Image credit: ESA/Hubble & NASA, RELICS

By Amal Pushp, Affiliate Physicist at the Resonance Science Foundation

A galaxy cluster is a gravitationally bound system consisting of hundreds or even thousands of galaxies along with plasma and dark mass. Galaxy clusters serve as a crucial component when it comes to understanding the structure and evolution of our universe. Some of the notable clusters in the adjacent universe include the Virgo cluster, the Hercules cluster, and the Coma cluster. A commonality between all the known galaxy clusters is the fact that they are all governed by the laws of standard cosmology otherwise dubbed as the Lambda-cold dark matter model (ΛCDM).

A recent study published in the Astrophysical Journal suggests a departure from the standard cosmological model [1]. One of the key facets of the ΛCDM model tells us that before becoming phenomenal galaxy clusters, there is primarily the formation of individual galaxies. In other words, when we look back at the history of the universe, the appearance of galaxy clusters should be visible at a much later stage in the timeline.  However, the latest work shows that when the universe was about half its current age, two clusters jammed together at a high speed. This event occurred too early considering the theoretical analysis.

This galaxy cluster named “El Gordo”, a Spanish honorific (“the Fat One” in English), is humongous and has a mass of more than 2000 trillion times that of our Sun. The latest study provides a renewed estimate of its material content. In the present case, when light from distant stars and galaxies approaches a cluster such as El Gordo, it gets distorted due to the cluster’s gravitational field. This phenomenon is termed weak lensing, and the researchers employed this method to account for the cluster’s mass. An earlier study demonstrated a significant uncertainty in the mass but thanks to the present results, originally obtained using the Hubble space telescope but which also agrees with JWST data, the uncertainty has boiled down to just about 10%.
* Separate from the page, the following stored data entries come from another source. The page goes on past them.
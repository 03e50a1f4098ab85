//! # Process-unique module identities.
//!
//! Every module instantiation allocates one [`ModuleId`] from a global
//! monotonic counter. Identities are never reused, so two registries in the
//! same process (parallel tests, several applications) can never confuse each
//! other's modules.

use std::fmt;
use std::sync::atomic::{AtomicU64, Ordering as AtomicOrdering};

/// Global counter for identity allocation.
static MODULE_SEQ: AtomicU64 = AtomicU64::new(1);

/// Opaque, process-unique module identity.
#[derive(Debug, Clone, Copy, PartialEq, Eq, PartialOrd, Ord, Hash)]
pub struct ModuleId(u64);

impl ModuleId {
    /// Allocates a fresh identity.
    pub fn next() -> Self {
        Self(MODULE_SEQ.fetch_add(1, AtomicOrdering::Relaxed))
    }

    /// Raw numeric value (for logs and debug output).
    #[inline]
    pub fn as_u64(self) -> u64 {
        self.0
    }

    #[cfg(test)]
    pub(crate) fn from_raw(raw: u64) -> Self {
        Self(raw)
    }
}

impl fmt::Display for ModuleId {
    fn fmt(&self, f: &mut fmt::Formatter<'_>) -> fmt::Result {
        write!(f, "{}", self.0)
    }
}

#[cfg(test)]
mod tests {
    use super::*;

    #[test]
    fn identities_are_unique_and_increasing() {
        let a = ModuleId::next();
        let b = ModuleId::next();
        assert_ne!(a, b);
        assert!(b > a);
    }
}
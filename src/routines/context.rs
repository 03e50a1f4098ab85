//! # Routine execution context.
//!
//! [`RoutineContext`] is what a running routine sees: its cancellation token
//! and the store it belongs to. Supervisors hand each child a context with a
//! child token, so cancelling a group cancels every routine below it.

use std::sync::Arc;

use serde_json::Value;
use tokio_util::sync::CancellationToken;

use crate::actions::Action;
use crate::state::Selector;
use crate::store::{ActionStream, Store};

/// Cancellation token plus store handle for one running routine.
#[derive(Clone)]
pub struct RoutineContext {
    token: CancellationToken,
    store: Arc<Store>,
}

impl RoutineContext {
    /// Creates a context bound to `store` and `token`.
    pub fn new(store: Arc<Store>, token: CancellationToken) -> Self {
        Self { token, store }
    }

    /// Context for a sub-routine: same store, child token.
    pub fn child(&self) -> Self {
        Self {
            token: self.token.child_token(),
            store: Arc::clone(&self.store),
        }
    }

    /// The routine's cancellation token.
    pub fn token(&self) -> &CancellationToken {
        &self.token
    }

    /// True once the routine has been asked to stop.
    pub fn is_cancelled(&self) -> bool {
        self.token.is_cancelled()
    }

    /// Completes when the routine is asked to stop.
    pub async fn cancelled(&self) {
        self.token.cancelled().await
    }

    /// Opens a stream of actions dispatched from now on.
    ///
    /// The stream reports [`RoutineError::Canceled`](crate::RoutineError::Canceled)
    /// once this context is cancelled.
    pub fn actions(&self) -> ActionStream {
        self.store.actions(self.token.clone())
    }

    /// Dispatches `action` through the store.
    pub fn dispatch(&self, action: Action) {
        self.store.dispatch(action);
    }

    /// Copy of the current global state.
    pub fn state(&self) -> Value {
        self.store.state()
    }

    /// Evaluates `selector` against the current state.
    pub fn select(&self, selector: &Selector) -> Value {
        self.store.select(selector)
    }

    /// The store this routine belongs to.
    pub fn store(&self) -> &Arc<Store> {
        &self.store
    }
}

impl std::fmt::Debug for RoutineContext {
    fn fmt(&self, f: &mut std::fmt::Formatter<'_>) -> std::fmt::Result {
        f.debug_struct("RoutineContext")
            .field("cancelled", &self.token.is_cancelled())
            .finish_non_exhaustive()
    }
}
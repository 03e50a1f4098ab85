//! # Store listeners.
//!
//! This module provides the [`Subscribe`] trait implemented by store
//! listeners, and the built-in listeners. The queues feeding them belong to
//! the store ([`Listeners`](crate::Listeners)).
//!
//! ## Architecture
//! ```text
//! Store::dispatch(action)
//!   ├──► reducer(state, action)
//!   ├──► Listeners::notify(&action, &state) ──┬──► LogWriter
//!   │                                          ├──► Metrics
//!   │                                          └──► Custom ...
//!   └──► ActionBus::publish(action) ─────────► routines (TakeLocal)
//! ```
//!
//! ## Implementing custom listeners
//! ```no_run
//! use modtree::{Applied, Subscribe};
//! use async_trait::async_trait;
//!
//! struct Audit;
//!
//! #[async_trait]
//! impl Subscribe for Audit {
//!     async fn on_dispatch(&self, applied: &Applied) {
//!         if applied.action.is("user/delete") {
//!             // write audit record...
//!         }
//!     }
//!     fn name(&self) -> &'static str { "audit" }
//! }
//! ```

#[cfg(feature = "logging")]
mod embedded;
mod subscribe;

#[cfg(feature = "logging")]
pub use embedded::LogWriter;
pub use subscribe::Subscribe;
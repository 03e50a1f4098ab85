//! # Runtime: application bootstrap and graceful shutdown.
//!
//! The [`Runtime`] turns a root [`ModuleFactory`] into a running application:
//!
//! ```text
//! Runtime::run(root_factory, mount)
//!   ├─► registry = Registry::with_policy(cfg.failure_policy)
//!   ├─► root     = root_factory.instantiate_root(registry, mount)?
//!   ├─► store    = Store::with_listeners(root.reducer, cfg, listeners)
//!   ├─► spawn root.routine(RoutineContext { store, token })
//!   └─► select:
//!         routine finished      → Ok / Err(Routine) under Propagate
//!         termination signal    → cancel token
//!                                 wait ≤ cfg.grace → Ok
//!                                 still running    → Err(GraceExceeded)
//! ```
//!
//! [`Runtime::start`] exposes the intermediate [`App`] so callers can dispatch
//! and inspect state, and [`Runtime::run_until`] replaces the OS signal with
//! any future.
//!
//! ## Example
//! ```rust,no_run
//! use modtree::{Config, ModuleFactory, ModuleSpec, Runtime};
//!
//! #[tokio::main]
//! async fn main() -> Result<(), Box<dyn std::error::Error>> {
//!     let root = ModuleFactory::new(|_ctx| Ok(ModuleSpec::new()));
//!     Runtime::new(Config::from_env()).run(&root, "app").await?;
//!     Ok(())
//! }
//! ```

use std::future::Future;
use std::sync::Arc;

use serde_json::Value;
use tokio::task::JoinError;
use tokio_util::sync::CancellationToken;

use crate::actions::Action;
use crate::config::Config;
use crate::core::registry::Registry;
use crate::core::shutdown;
use crate::error::{RoutineError, RuntimeError};
use crate::module::{ModuleFactory, ModuleRecord, Mount};
use crate::routines::RoutineContext;
use crate::store::Store;
use crate::subscribers::Subscribe;

/// Application bootstrap.
pub struct Runtime {
    cfg: Config,
    listeners: Vec<Arc<dyn Subscribe>>,
}

/// A built application: registry, root module and store.
#[derive(Clone)]
pub struct App {
    registry: Arc<Registry>,
    root: Arc<ModuleRecord>,
    store: Arc<Store>,
}

impl App {
    /// The registry the tree was built in.
    pub fn registry(&self) -> &Arc<Registry> {
        &self.registry
    }

    /// The root module.
    pub fn root(&self) -> &Arc<ModuleRecord> {
        &self.root
    }

    /// The store driving the root reducer.
    pub fn store(&self) -> &Arc<Store> {
        &self.store
    }

    /// Dispatches `action` through the store.
    pub fn dispatch(&self, action: Action) {
        self.store.dispatch(action);
    }

    /// Copy of the current global state.
    pub fn state(&self) -> Value {
        self.store.state()
    }
}

impl Runtime {
    /// Creates a runtime with the given configuration and no listeners.
    pub fn new(cfg: Config) -> Self {
        Self {
            cfg,
            listeners: Vec::new(),
        }
    }

    /// Adds a store listener.
    pub fn with_listener(mut self, listener: Arc<dyn Subscribe>) -> Self {
        self.listeners.push(listener);
        self
    }

    /// The runtime's configuration.
    pub fn config(&self) -> &Config {
        &self.cfg
    }

    /// Builds the module tree and the store without running any routine.
    ///
    /// Must be called from within a tokio runtime when listeners are set.
    pub fn start(
        &self,
        root: &ModuleFactory,
        mount: impl Into<Mount>,
        initial_state: Option<Value>,
    ) -> Result<App, RuntimeError> {
        let registry = Registry::with_policy(self.cfg.failure_policy);
        let record = root.instantiate_root(&registry, mount, initial_state)?;
        let store = Store::with_listeners(
            Arc::clone(record.reducer()),
            &self.cfg,
            self.listeners.clone(),
        );
        tracing::info!(
            root = %record.id(),
            modules = registry.len(),
            policy = ?self.cfg.failure_policy,
            "application built"
        );
        Ok(App {
            registry,
            root: record,
            store,
        })
    }

    /// Builds the application and runs it until its routines finish or a
    /// termination signal arrives.
    pub async fn run(&self, root: &ModuleFactory, mount: impl Into<Mount>) -> Result<(), RuntimeError> {
        let app = self.start(root, mount, None)?;
        self.drive(&app, async {
            shutdown::wait_for_shutdown_signal()
                .await
                .map_err(RuntimeError::from)
        })
        .await
    }

    /// Runs `app`'s root routine until it finishes or `shutdown` completes.
    pub async fn run_until<F>(&self, app: &App, shutdown: F) -> Result<(), RuntimeError>
    where
        F: Future<Output = ()>,
    {
        self.drive(app, async {
            shutdown.await;
            Ok(())
        })
        .await
    }

    async fn drive<F>(&self, app: &App, shutdown: F) -> Result<(), RuntimeError>
    where
        F: Future<Output = Result<(), RuntimeError>>,
    {
        let token = CancellationToken::new();
        let routine = Arc::clone(app.root.routine());
        let ctx = RoutineContext::new(Arc::clone(&app.store), token.clone());
        let mut handle = tokio::spawn(async move { routine.run(ctx).await });

        tokio::select! {
            requested = shutdown => {
                tracing::info!("shutdown requested; cancelling routines");
                token.cancel();
                let grace = self.cfg.grace;
                let outcome = match tokio::time::timeout(grace, &mut handle).await {
                    Ok(joined) => finish(joined),
                    Err(_) => {
                        handle.abort();
                        tracing::warn!(?grace, "routines still running after grace period");
                        Err(RuntimeError::GraceExceeded { grace })
                    }
                };
                requested.and(outcome)
            }
            joined = &mut handle => finish(joined),
        }
    }
}

fn finish(joined: Result<Result<(), RoutineError>, JoinError>) -> Result<(), RuntimeError> {
    match joined {
        Ok(Ok(())) => {
            tracing::info!("routines stopped");
            Ok(())
        }
        Ok(Err(e)) if e.is_cancellation() => Ok(()),
        Ok(Err(e)) => Err(RuntimeError::Routine(e)),
        Err(e) => Err(RuntimeError::Routine(RoutineError::Fatal {
            error: e.to_string(),
        })),
    }
}

#[cfg(test)]
mod tests {
    use super::*;
    use crate::config::FailurePolicy;
    use crate::module::ModuleSpec;
    use crate::routines::{RoutineFn, RoutineRef};
    use crate::state::reducer;
    use serde_json::json;
    use std::time::Duration;

    fn counter() -> ModuleFactory {
        ModuleFactory::new(|_ctx| {
            Ok(ModuleSpec::new().reducer(|_| {
                reducer(|state, action| {
                    let n = state.and_then(|s| s.as_i64()).unwrap_or(0);
                    if action.is("inc") { json!(n + 1) } else { json!(n) }
                })
            }))
        })
    }

    fn with_routine(routine: fn() -> RoutineRef) -> ModuleFactory {
        ModuleFactory::new(move |_ctx| Ok(ModuleSpec::new().routine(move |_| routine())))
    }

    #[tokio::test]
    async fn start_builds_store_from_root_reducer() {
        let app = Runtime::new(Config::default())
            .start(&counter(), "counter", None)
            .unwrap();
        assert_eq!(app.state(), json!({ "counter": 0 }));
        assert_eq!(app.registry().len(), 1);

        let tagged = Action::new("inc").tagged(app.root().id());
        app.dispatch(tagged);
        assert_eq!(app.state(), json!({ "counter": 1 }));
    }

    #[tokio::test]
    async fn finished_routines_end_the_run() {
        let factory = with_routine(|| -> RoutineRef {
            RoutineFn::arc("done", |_ctx: RoutineContext| async { Ok(()) })
        });
        let runtime = Runtime::new(Config::default());
        let app = runtime.start(&factory, "app", None).unwrap();
        runtime.run_until(&app, std::future::pending()).await.unwrap();
    }

    #[tokio::test]
    async fn shutdown_cancels_cooperative_routines() {
        let factory = with_routine(|| -> RoutineRef {
            RoutineFn::arc("waiter", |ctx: RoutineContext| async move {
                ctx.cancelled().await;
                Err(RoutineError::Canceled)
            })
        });
        let runtime = Runtime::new(Config::default());
        let app = runtime.start(&factory, "app", None).unwrap();
        runtime.run_until(&app, async {}).await.unwrap();
    }

    #[tokio::test(start_paused = true)]
    async fn stuck_routines_exceed_the_grace_period() {
        let factory = with_routine(|| -> RoutineRef {
            RoutineFn::arc("stuck", |_ctx: RoutineContext| async {
                tokio::time::sleep(Duration::from_secs(3600)).await;
                Ok(())
            })
        });
        let cfg = Config {
            grace: Duration::from_millis(50),
            ..Config::default()
        };
        let runtime = Runtime::new(cfg);
        let app = runtime.start(&factory, "app", None).unwrap();
        let err = runtime.run_until(&app, async {}).await.unwrap_err();
        assert!(matches!(err, RuntimeError::GraceExceeded { .. }), "{err:?}");
    }

    #[tokio::test]
    async fn propagate_surfaces_routine_failures() {
        let factory = with_routine(|| -> RoutineRef {
            RoutineFn::arc("broken", |_ctx: RoutineContext| async {
                Err(RoutineError::fail("broken"))
            })
        });
        let cfg = Config {
            failure_policy: FailurePolicy::Propagate,
            ..Config::default()
        };
        let runtime = Runtime::new(cfg);
        let app = runtime.start(&factory, "app", None).unwrap();
        let err = runtime.run_until(&app, std::future::pending()).await.unwrap_err();
        assert_eq!(err.as_label(), "routine_supervision");
    }

    #[tokio::test]
    async fn isolate_swallows_routine_failures() {
        let factory = with_routine(|| -> RoutineRef {
            RoutineFn::arc("broken", |_ctx: RoutineContext| async {
                Err(RoutineError::fail("broken"))
            })
        });
        let runtime = Runtime::new(Config::default());
        let app = runtime.start(&factory, "app", None).unwrap();
        runtime.run_until(&app, std::future::pending()).await.unwrap();
    }
}
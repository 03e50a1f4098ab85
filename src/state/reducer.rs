//! # Reducers and the combination primitive.
//!
//! A [`Reducer`] is a pure, synchronous state transition: it receives the
//! current state (`None` before the first transition) and an action, and
//! returns the next state. Reducers never suspend and never fail.
//!
//! [`combine_reducers`] fans one object state out to named sub-reducers:
//!
//! ```text
//! combine({ a: ra, b: rb })(state, action)
//!   = { a: ra(state.a, action), b: rb(state.b, action) }
//! ```
//!
//! Keys of the incoming state that no reducer manages are dropped.

use std::collections::BTreeMap;
use std::sync::Arc;

use serde_json::{Map, Value};

use crate::actions::Action;

/// A state transition function.
pub type Reducer = Arc<dyn Fn(Option<Value>, &Action) -> Value + Send + Sync>;

/// Wraps a closure into a [`Reducer`].
///
/// ## Example
/// ```rust
/// use modtree::{Action, reducer};
/// use serde_json::json;
///
/// let counter = reducer(|state, action| {
///     let n = state.and_then(|s| s.as_i64()).unwrap_or(0);
///     if action.is("increment") { json!(n + 1) } else { json!(n) }
/// });
///
/// let s0 = counter(None, &Action::init());
/// assert_eq!(counter(Some(s0), &Action::new("increment")), json!(1));
/// ```
pub fn reducer<F>(f: F) -> Reducer
where
    F: Fn(Option<Value>, &Action) -> Value + Send + Sync + 'static,
{
    Arc::new(f)
}

/// Combines named reducers into one reducer over an object keyed the same way.
pub fn combine_reducers(reducers: BTreeMap<String, Reducer>) -> Reducer {
    Arc::new(move |state: Option<Value>, action: &Action| {
        combine_step(&reducers, state, action)
    })
}

/// One transition of a combination; shared with the composer's dynamic cells.
pub(crate) fn combine_step(
    reducers: &BTreeMap<String, Reducer>,
    state: Option<Value>,
    action: &Action,
) -> Value {
    let mut previous = match state {
        Some(Value::Object(map)) => map,
        _ => Map::new(),
    };

    let mut next = Map::with_capacity(reducers.len());
    for (key, reducer) in reducers {
        let slice = previous.remove(key);
        next.insert(key.clone(), reducer(slice, action));
    }
    Value::Object(next)
}

#[cfg(test)]
mod tests {
    use super::*;
    use serde_json::json;

    fn counter() -> Reducer {
        reducer(|state, action| {
            let n = state.and_then(|s| s.as_i64()).unwrap_or(0);
            if action.is("inc") { json!(n + 1) } else { json!(n) }
        })
    }

    #[test]
    fn initializes_every_key() {
        let combined = combine_reducers(BTreeMap::from([
            ("a".to_string(), counter()),
            ("b".to_string(), counter()),
        ]));
        assert_eq!(combined(None, &Action::init()), json!({ "a": 0, "b": 0 }));
    }

    #[test]
    fn feeds_each_key_its_slice_and_drops_unknown_keys() {
        let combined = combine_reducers(BTreeMap::from([("a".to_string(), counter())]));
        let next = combined(Some(json!({ "a": 4, "stray": true })), &Action::new("inc"));
        assert_eq!(next, json!({ "a": 5 }));
    }

    #[test]
    fn non_object_state_is_treated_as_empty() {
        let combined = combine_reducers(BTreeMap::from([("a".to_string(), counter())]));
        assert_eq!(combined(Some(json!(12)), &Action::new("inc")), json!({ "a": 1 }));
    }
}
The effects of foreground galaxy cluster mass on background galaxy shapes. The upper left panel shows (projected onto the plane of the sky) the shapes of cluster members (in yellow) and background galaxies (in white), ignoring the effects of weak lensing. The lower right panel shows this same scenario but includes the effects of lensing. The middle panel shows a 3D representation of the positions of cluster and source galaxies, relative to the observer. Note that the background galaxies appear stretched tangentially around the cluster. Image and Description: Wikipedia

One of the tools employed by the research team to arrive at the results included lightcone tomography according to which when we study distant objects in the universe, we are essentially looking at the light emitted by those objects at an incredibly early stage in the cosmic timeline when the universe was young and developing. The method allows researchers to determine sequentially the development of various cosmic objects by analysing their evolution through different points in time.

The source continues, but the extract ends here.